Субъект позднего Постмодернизма отвечает также понятию «лица», данного Р. Гвардини: «лица», которое более не претендует, но сохраняет, осознавая свою единичность, «неустранимую в ответственности»: «…быть лицом …быть, следовательно, в состоянии отвечать за свои поступки и вступать в действительность, исходя из внутренних побудительных сил. Именно это делает каждого человека единственным. Не в том смысле, что каждый одарен некими особыми, только ему присущими свойствами, а в том ясном, безусловном смысле, что каждый, будучи однажды поставлен Богом в самом себе, не может быть ни замещен, ни подменен, ни вытеснен»[47]. Субъект позднего Постмодернизма лишь отсылает отдаленно напоминая субъекта- первооткрывателя века рационализма.

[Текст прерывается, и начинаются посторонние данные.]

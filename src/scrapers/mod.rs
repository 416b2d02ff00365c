//! Page scrapers.
//!
//! One source, one module: [`oga`] turns the NTHU Office of Global Affairs
//! announcements page into structured [`crate::models::Post`] records.
//!
//! Scrapers absorb their own network and markup failures: a scraper returns
//! what it could extract (possibly nothing) and logs why, and the pipeline
//! decides what an empty extraction means for the run.

pub mod oga;
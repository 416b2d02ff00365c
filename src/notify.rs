//! Notification composition for newly discovered posts.
//!
//! The watcher itself does not send email. It composes a plain-text update
//! message and prints it on stdout; the surrounding automation captures the
//! process output, greps for the header phrase, and triggers delivery when it
//! is present. Keep [`NOTIFICATION_HEADER`] stable for that reason.

use crate::models::Post;
use chrono::Local;
use std::fmt::Write;
use tracing::{info, instrument};

/// Marker phrase the mail automation greps process output for.
pub const NOTIFICATION_HEADER: &str = "Updates in NTHU OGA Posts";

/// Compose the human-readable update message.
///
/// The message carries a run timestamp, the fixed link back to the source
/// page, and one `title - url` line per new post, in page order.
#[instrument(level = "info", skip_all, fields(count = changes.len()))]
pub fn compose(changes: &[Post], source_url: &str) -> String {
    let now = Local::now().format("%Y-%m-%d %H:%M");

    let mut body = String::new();
    writeln!(body, "{} ({})\n", NOTIFICATION_HEADER, now).unwrap();
    writeln!(body, "New updates in OGA Posts:").unwrap();
    writeln!(body, "{}", source_url).unwrap();
    for post in changes {
        writeln!(body, "{} - {}", post.title, post.url).unwrap();
    }

    info!(count = changes.len(), "Composed notification");
    body
}

/// Print the composed message on stdout for the mail automation to capture.
pub fn emit(message: &str) {
    println!("{message}");
}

Понимание этого факта сопровождается и осознанием того, что субъект, субъективная реальность – социально-культурная конструкция[48], демонстрируя тем самым наметившийся в культуре переход к парадигме “affirmo”. Здесь открывается новая перспектива: поскольку только в объективированных результатах человеческой деятельности, в культуре, утверждается бытие человека и прочитываются исторические метаморфозы его становления.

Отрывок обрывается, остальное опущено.